PI-Light: Physics-Inspired Diffusion for Full-Image Relighting¶
Conference: ICLR 2026 arXiv: 2601.22135 Code: None Area: Image Generation / Image Relighting Keywords: Diffusion Models, Image Relighting, Inverse Rendering, Physics-Guided, Intrinsic Decomposition
TL;DR¶
This paper proposes π-Light (PI-Light), a two-stage full-image relighting framework. Stage 1 performs intrinsic property decomposition (albedo, normals, roughness, etc.) via a physics-guided diffusion model; Stage 2 synthesizes the relit image under target illumination via a physics-guided neural rendering module. Batch-aware attention and physics-inspired losses are introduced to achieve strong generalization to real-world scenes.
Background & Motivation¶
Full-Image Relighting is a long-standing challenge in computer vision and graphics, aiming to alter the illumination of a scene while preserving its content. The task faces three core difficulties:
Scarcity of large-scale paired data: High-quality paired images of the same scene under different lighting conditions are extremely difficult to collect, severely limiting data-driven approaches.
Difficulty in ensuring physical plausibility: End-to-end learning tends to produce physically implausible lighting effects (e.g., incorrect shadow directions, unnatural specular reflections).
Synthetic-to-real domain gap: Models trained on rendered data often fail to generalize to real-world scenes, and existing attempts to bridge this gap remain unsatisfactory.
Existing methods fall broadly into two categories: (1) direct end-to-end learning of image-level black-box transformations, lacking physical constraints; (2) relighting via explicit 3D geometry reconstruction followed by re-rendering, which is computationally expensive and sensitive to reconstruction quality. The key contribution of this paper lies in embedding physical constraints into the diffusion model, achieving physically plausible relighting without explicit 3D reconstruction.
Method¶
Overall Architecture¶
PI-Light adopts a two-stage design, decomposing full-image relighting into two physically well-defined sub-problems: Inverse Rendering and Forward Rendering:
- Stage 1 — Physics-Guided Intrinsic Decomposition: Given an input image, a fine-tuned diffusion model predicts its intrinsic properties, including albedo, normals, roughness, and others.

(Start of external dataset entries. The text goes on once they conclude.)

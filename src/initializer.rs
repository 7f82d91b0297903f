// Copyright 2022 Ryan Seipp
//
// Licensed under the Apache License, Version 2.0 (the "License");
// you may not use this file except in compliance with the License.
// You may obtain a copy of the License at
//
//     http://www.apache.org/licenses/LICENSE-2.0
//
// Unless required by applicable law or agreed to in writing, software
// distributed under the License is distributed on an "AS IS" BASIS,
// WITHOUT WARRANTIES OR CONDITIONS OF ANY KIND, either express or implied.
// See the License for the specific language governing permissions and
// limitations under the License.

//! Per-worker connection factories.
//!
//! A server registers one [`Initializer`] per worker before it starts
//! accepting; the worker calls it once per [`crate::worker::WorkerCommand::NewConnection`]
//! to build the handler for that socket. Because an `Initializer` lives on
//! exactly one worker for the server's lifetime, it is the natural home for
//! worker-scoped resources a handler wants to share without locking, such as
//! an upstream client pool, a cache, or a per-worker counter.

use crate::connection::ConnectionHandler;
use crate::context::Context;

/// Builds per-connection handlers for one worker, for the lifetime of the
/// server it backs.
///
/// Implementations are free to hold worker-scoped state (an upstream client
/// pool, for example); since an `Initializer` is only ever driven from the
/// worker thread it was registered on, that state needs no synchronization.
pub trait Initializer<S>: Send {
    /// Build the handler for a freshly accepted or connected socket.
    /// `ctx` is already bound; the handler receives it again via its own
    /// `on_bind` once [`crate::connection::Connection::bind`] runs.
    fn on_connect(&mut self, ctx: &Context) -> Box<dyn ConnectionHandler>;

    /// Narrow to a concrete type. Lets an embedding application reach
    /// worker-scoped state held by a specific `Initializer` implementation
    /// from outside the worker thread is never safe; this exists for
    /// same-thread introspection (tests, diagnostics) only.
    fn as_any(&self) -> &dyn std::any::Any;

    #[doc(hidden)]
    fn _marker(&self) -> std::marker::PhantomData<S> {
        std::marker::PhantomData
    }
}

#[cfg(test)]
mod tests {
    use super::*;
    use crate::buffer::DataBuffer;
    use crate::callback::CallbackResult;
    use crate::connection::{ConnectionSignal, DisconnectReason, ReadyOutputs};
    use crate::encoder::BoxedEncoder;
    use std::io;

    struct CountingHandler;
    impl ConnectionHandler for CountingHandler {
        fn on_bind(&mut self, _ctx: Context) {}
        fn on_readable(&mut self, data: &mut DataBuffer<'_>) -> io::Result<ConnectionSignal> {
            data.advance(data.remaining());
            Ok(ConnectionSignal::Continue)
        }
        fn on_response_ready(&mut self, _seq: u64, _result: CallbackResult<BoxedEncoder>) -> ReadyOutputs {
            ReadyOutputs::none()
        }
        fn on_disconnect(&mut self, _reason: &DisconnectReason) {}
        fn as_any_mut(&mut self) -> &mut dyn std::any::Any {
            self
        }
    }

    struct CountingInitializer {
        connects: usize,
    }
    impl<S> Initializer<S> for CountingInitializer {
        fn on_connect(&mut self, _ctx: &Context) -> Box<dyn ConnectionHandler> {
            self.connects += 1;
            Box::new(CountingHandler)
        }
        fn as_any(&self) -> &dyn std::any::Any {
            self
        }
    }

    #[test]
    fn tracks_how_many_connections_it_built() {
        use crate::worker::WorkerHandle;
        let ctx = Context::new(1, WorkerHandle::noop_for_tests());
        let mut init: Box<dyn Initializer<()>> = Box::new(CountingInitializer { connects: 0 });
        let _ = init.on_connect(&ctx);
        let _ = init.on_connect(&ctx);
        let counting = init.as_any().downcast_ref::<CountingInitializer>().unwrap();
        assert_eq!(counting.connects, 2);
    }
}
#[cfg(test)]
mod tests {
    use super::*;
    use crate::buffer::{DataOutBuffer, FixedOutBuffer};
    use crate::encoder::{BlockEncoder, Encoder, WriteStatus};
    use std::io::{Cursor, ErrorKind, Read, Write};
    use std::net::{Shutdown, SocketAddr};

    /// A line-oriented demo codec: every frame is `<body>\n`. A trivial
    /// request/response shape good for exercising the pipeline in tests.
    #[derive(Default)]
    struct LineCodec;

    impl Codec for LineCodec {
        type Input = Vec<u8>;
        type Output = Vec<u8>;

        fn decode(&mut self, buf: &mut DataBuffer<'_>) -> Result<DecodeOutcome<Vec<u8>>, ColossusError> {
            match buf.as_slice().iter().position(|&b| b == b'\n') {
                Some(idx) => {
                    let line = buf.as_slice()[..idx].to_vec();
                    buf.advance(idx + 1);
                    Ok(DecodeOutcome::Frame(line))
                }
                None => Ok(DecodeOutcome::More),
            }
        }

        fn encode(output: Vec<u8>) -> BoxedEncoder {
            let mut framed = output;
            framed.push(b'\n');
            Box::new(BlockEncoder::new(framed))
        }

        fn error_response(cause: &ColossusError) -> Option<Vec<u8>> {
            Some(format!("ERR {cause}").into_bytes())
        }
    }

    struct EchoHandler;
    impl Handler<LineCodec> for EchoHandler {
        fn receive(&mut self, _ctx: &Context, input: Vec<u8>) -> Callback<Vec<u8>> {
            Callback::successful(input)
        }
    }

    fn drive_to_bytes(encoders: Vec<BoxedEncoder>) -> Vec<u8> {
        let mut out = Vec::new();
        for mut encoder in encoders {
            let mut scratch = [0u8; 256];
            loop {
                let mut sink = FixedOutBuffer::new(&mut scratch);
                let status = encoder.write_into(&mut sink);
                out.extend_from_slice(sink.written());
                if status == WriteStatus::Complete {
                    break;
                }
            }
        }
        out
    }

    #[test]
    fn line_codec_round_trips_a_frame() {
        let mut codec = LineCodec;
        let data = b"hello\nworld\n".to_vec();
        let mut buf = DataBuffer::new(&data);
        match codec.decode(&mut buf).unwrap() {
            DecodeOutcome::Frame(line) => assert_eq!(line, b"hello"),
            DecodeOutcome::More => panic!("expected a frame"),
        }
        assert_eq!(buf.position(), 6);
    }

    #[test]
    fn service_handler_emits_in_arrival_order_regardless_of_completion_order() {
        let ctx = Context::new(1, WorkerHandle::noop_for_tests());
        let mut svc = ServiceConnectionHandler::new(LineCodec, EchoHandler, 128, 32);
        svc.on_bind(ctx);

        // Three requests dispatch in order 0,1,2; deliver completions out of
        // order (2,0,1) and confirm the wire still sees 0,1,2.
        svc.dispatch(b"a".to_vec());
        svc.dispatch(b"b".to_vec());
        svc.dispatch(b"c".to_vec());
        assert_eq!(svc.in_flight, 3);

        let out2 = svc.on_response_ready(2, Ok(LineCodec::encode(b"c".to_vec())));
        assert!(out2.encoders.is_empty(), "seq 2 must wait for 0 and 1");

        let out0 = svc.on_response_ready(0, Ok(LineCodec::encode(b"a".to_vec())));
        assert_eq!(drive_to_bytes(out0.encoders), b"a\n");

        let out1 = svc.on_response_ready(1, Ok(LineCodec::encode(b"b".to_vec())));
        // Delivering 1 must also flush the already-buffered 2.
        assert_eq!(drive_to_bytes(out1.encoders), b"b\nc\n");
        assert_eq!(svc.in_flight, 0);
    }

    #[test]
    fn service_handler_closes_when_error_response_is_none() {
        struct NoRecoveryCodec;
        impl Codec for NoRecoveryCodec {
            type Input = Vec<u8>;
            type Output = Vec<u8>;
            fn decode(&mut self, buf: &mut DataBuffer<'_>) -> Result<DecodeOutcome<Vec<u8>>, ColossusError> {
                let n = buf.remaining();
                buf.advance(n);
                Ok(DecodeOutcome::Frame(Vec::new()))
            }
            fn encode(output: Vec<u8>) -> BoxedEncoder {
                Box::new(BlockEncoder::new(output))
            }
            fn error_response(_cause: &ColossusError) -> Option<Vec<u8>> {
                None
            }
        }
        struct FailingHandler;
        impl Handler<NoRecoveryCodec> for FailingHandler {
            fn receive(&mut self, _ctx: &Context, _input: Vec<u8>) -> Callback<Vec<u8>> {
                Callback::failed(CallbackError::new("boom"))
            }
        }

        let ctx = Context::new(1, WorkerHandle::noop_for_tests());
        let mut svc = ServiceConnectionHandler::new(NoRecoveryCodec, FailingHandler, 128, 32);
        svc.on_bind(ctx);
        svc.dispatch(Vec::new());
        let out = svc.on_response_ready(0, Err(CallbackError::new("boom")));
        assert!(out.close_after);
    }

    #[test]
    fn exponential_backoff_stays_within_cap() {
        let policy = ReconnectPolicy::ExponentialBackoff {
            base: Duration::from_millis(10),
            cap: Duration::from_secs(1),
            jitter: Duration::from_millis(100),
        };
        for attempt in 0..10 {
            let delay = reconnect_delay(&policy, attempt).unwrap();
            assert!(delay <= Duration::from_secs(1) + Duration::from_millis(50));
        }
    }

    #[test]
    fn no_retry_never_reconnects() {
        assert!(reconnect_delay(&ReconnectPolicy::NoRetry, 0).is_none());
    }

    /// A line-oriented client codec pairing with [`LineCodec`] on the wire.
    #[derive(Default)]
    struct LineClientCodec;
    impl ClientCodec for LineClientCodec {
        type Request = Vec<u8>;
        type Response = Vec<u8>;
        fn encode_request(request: Vec<u8>) -> BoxedEncoder {
            let mut framed = request;
            framed.push(b'\n');
            Box::new(BlockEncoder::new(framed))
        }
        fn decode_response(&mut self, buf: &mut DataBuffer<'_>) -> Result<DecodeOutcome<Vec<u8>>, ColossusError> {
            match buf.as_slice().iter().position(|&b| b == b'\n') {
                Some(idx) => {
                    let line = buf.as_slice()[..idx].to_vec();
                    buf.advance(idx + 1);
                    Ok(DecodeOutcome::Frame(line))
                }
                None => Ok(DecodeOutcome::More),
            }
        }
    }

    #[test]
    fn client_handler_matches_responses_in_fifo_order() {
        let ctx = Context::new(1, WorkerHandle::noop_for_tests());
        let mut client = ClientConnectionHandler::<LineClientCodec>::new(LineClientCodec, Duration::from_secs(5));
        client.on_bind(ctx);

        let (p0, c0) = AsyncPromise::pair();
        let (p1, c1) = AsyncPromise::pair();
        client.in_flight.push_back(InFlightRequest {
            deadline: Instant::now() + Duration::from_secs(5),
            promise: p0,
        });
        client.in_flight.push_back(InFlightRequest {
            deadline: Instant::now() + Duration::from_secs(5),
            promise: p1,
        });

        let wire = b"first\nsecond\n".to_vec();
        let mut buf = DataBuffer::new(&wire);
        client.on_readable(&mut buf).unwrap();

        let mut seen = Vec::new();
        c0.execute(|r| seen.push(r.unwrap()));
        c1.execute(|r| seen.push(r.unwrap()));
        assert_eq!(seen, vec![b"first".to_vec(), b"second".to_vec()]);
    }

    #[test]
    fn client_handler_poisons_on_unmatched_response() {
        let ctx = Context::new(1, WorkerHandle::noop_for_tests());
        let mut client = ClientConnectionHandler::<LineClientCodec>::new(LineClientCodec, Duration::from_secs(5));
        client.on_bind(ctx);

        let wire = b"unsolicited\n".to_vec();
        let mut buf = DataBuffer::new(&wire);
        let signal = client.on_readable(&mut buf).unwrap();
        assert!(matches!(signal, ConnectionSignal::Close));
        assert!(client.poisoned);
    }

    #[test]
    fn timeout_mark_fails_only_overdue_entries_and_poisons() {
        let ctx = Context::new(1, WorkerHandle::noop_for_tests());
        let mut client = ClientConnectionHandler::<LineClientCodec>::new(LineClientCodec, Duration::from_secs(5));
        client.on_bind(ctx);

        let (p_due, c_due) = AsyncPromise::pair();
        let (p_future, _c_future) = AsyncPromise::pair();
        client.in_flight.push_back(InFlightRequest {
            deadline: Instant::now() - Duration::from_millis(1),
            promise: p_due,
        });
        client.in_flight.push_back(InFlightRequest {
            deadline: Instant::now() + Duration::from_secs(60),
            promise: p_future,
        });

        client.on_message(&TimeoutMark);
        assert!(client.poisoned);
        assert_eq!(client.in_flight.len(), 1, "only the overdue entry is popped");

        let mut resolved = false;
        c_due.execute(|r| {
            assert!(r.is_err());
            resolved = true;
        });
        assert!(resolved);
    }

    // Silence "unused" warnings for items only exercised through trait
    // objects in doctest-adjacent demo code.
    #[allow(dead_code)]
    fn _assert_cursor_io_bounds(_c: Cursor<Vec<u8>>, _s: SocketAddr, _k: ErrorKind) {}
    #[allow(dead_code)]
    fn _assert_read_write<T: Read + Write>() {}
    #[allow(dead_code)]
    fn _assert_shutdown(_s: Shutdown) {}
}
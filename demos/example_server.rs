// Copyright 2022 Ryan Seipp
//
// Licensed under the Apache License, Version 2.0 (the "License");
// you may not use this file except in compliance with the License.
// You may obtain a copy of the License at
//
//     http://www.apache.org/licenses/LICENSE-2.0
//
// Unless required by applicable law or agreed to in writing, software
// distributed under the License is distributed on an "AS IS" BASIS,
// WITHOUT WARRANTIES OR CONDITIONS OF ANY KIND, either express or implied.
// See the License for the specific language governing permissions and
// limitations under the License.

//! A line-oriented echo server built on `colossus`. Every request is a
//! single `<body>\n` line; the response is the same line, echoed back.
//!
//! Run with a worker per core, listening on 127.0.0.1:8080:
//!
//! ```text
//! cargo run --example example_server
//! ```

use std::io;

use colossus::buffer::DataBuffer;
use colossus::callback::Callback;
use colossus::config::Config;
use colossus::context::Context;
use colossus::encoder::{BlockEncoder, BoxedEncoder};
use colossus::error::ColossusError;
use colossus::iosystem::IOSystem;
use colossus::service::{Codec, DecodeOutcome, Handler, ServiceInitializer};

#[derive(Default)]
struct LineCodec;

impl Codec for LineCodec {
    type Input = Vec<u8>;
    type Output = Vec<u8>;

    fn decode(&mut self, buf: &mut DataBuffer<'_>) -> Result<DecodeOutcome<Vec<u8>>, ColossusError> {
        match buf.as_slice().iter().position(|&b| b == b'\n') {
            Some(idx) => {
                let line = buf.as_slice()[..idx].to_vec();
                buf.advance(idx + 1);
                Ok(DecodeOutcome::Frame(line))
            }
            None => Ok(DecodeOutcome::More),
        }
    }

    fn encode(output: Vec<u8>) -> BoxedEncoder {
        let mut framed = output;
        framed.push(b'\n');
        Box::new(BlockEncoder::new(framed))
    }

    fn error_response(cause: &ColossusError) -> Option<Vec<u8>> {
        Some(format!("ERR {cause}").into_bytes())
    }
}

struct EchoHandler;

impl Handler<LineCodec> for EchoHandler {
    fn receive(&mut self, _ctx: &Context, input: Vec<u8>) -> Callback<Vec<u8>> {
        Callback::successful(input)
    }
}

fn main() -> io::Result<()> {
    let config = Config::default();
    let system = IOSystem::<mio::net::TcpStream>::new("echo", config.clone())
        .expect("worker pool failed to start");

    let addr = "127.0.0.1:8080".parse().unwrap();
    let server = system
        .bind_server::<mio::net::TcpListener, _, _>("echo", addr, || {
            ServiceInitializer::new(&config, LineCodec::default, || EchoHandler)
        })
        .expect("failed to bind listener");

    println!("echo server listening on {}", server.local_addr());
    loop {
        std::thread::sleep(std::time::Duration::from_secs(60));
    }
}
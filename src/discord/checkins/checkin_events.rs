// Passive check-ins: messages in the configured channel earn points.
//
// The core decides whether a message counts and whether each category is off
// cooldown. This layer only builds the CheckinMessage and reacts to successes.
// Cooldown hits produce nothing at all, so busy channels don't get spammed.

use crate::core::points::CheckinMessage;
use crate::discord::formatter::category_reaction;
use crate::discord::{Data, Error};
use chrono::Utc;
use poise::serenity_prelude as serenity;

/// Returns how many categories were claimed.
pub async fn handle_message(
    ctx: &serenity::Context,
    message: &serenity::Message,
    data: &Data,
) -> Result<usize, Error> {
    let Some(guild_id) = message.guild_id else {
        return Ok(0);
    };

    let checkin = CheckinMessage {
        guild_id: guild_id.get(),
        channel_id: message.channel_id.get(),
        author_id: message.author.id.get(),
        is_automated: message.author.bot || message.webhook_id.is_some(),
        text: message.content.clone(),
    };

    let receipts = data.points.process_checkin(&checkin, Utc::now()).await?;

    for receipt in &receipts {
        if let Err(err) = message
            .react(ctx, category_reaction(receipt.category))
            .await
        {
            tracing::warn!(
                guild_id = checkin.guild_id,
                channel_id = checkin.channel_id,
                category = receipt.category.as_str(),
                error = %err,
                "Failed to react to check-in"
            );
        }
    }

    Ok(receipts.len())
}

- Stage 2 — Physics-Guided Neural Forward Rendering: Given the decomposed intrinsic properties and target illumination conditions, a physics-guided neural rendering module synthesizes the image under the target lighting.
Key Designs¶
-
Batch-Aware Attention:
- Function: During diffusion model fine-tuning, multiple images of the same scene/object under different illumination conditions share attention computation.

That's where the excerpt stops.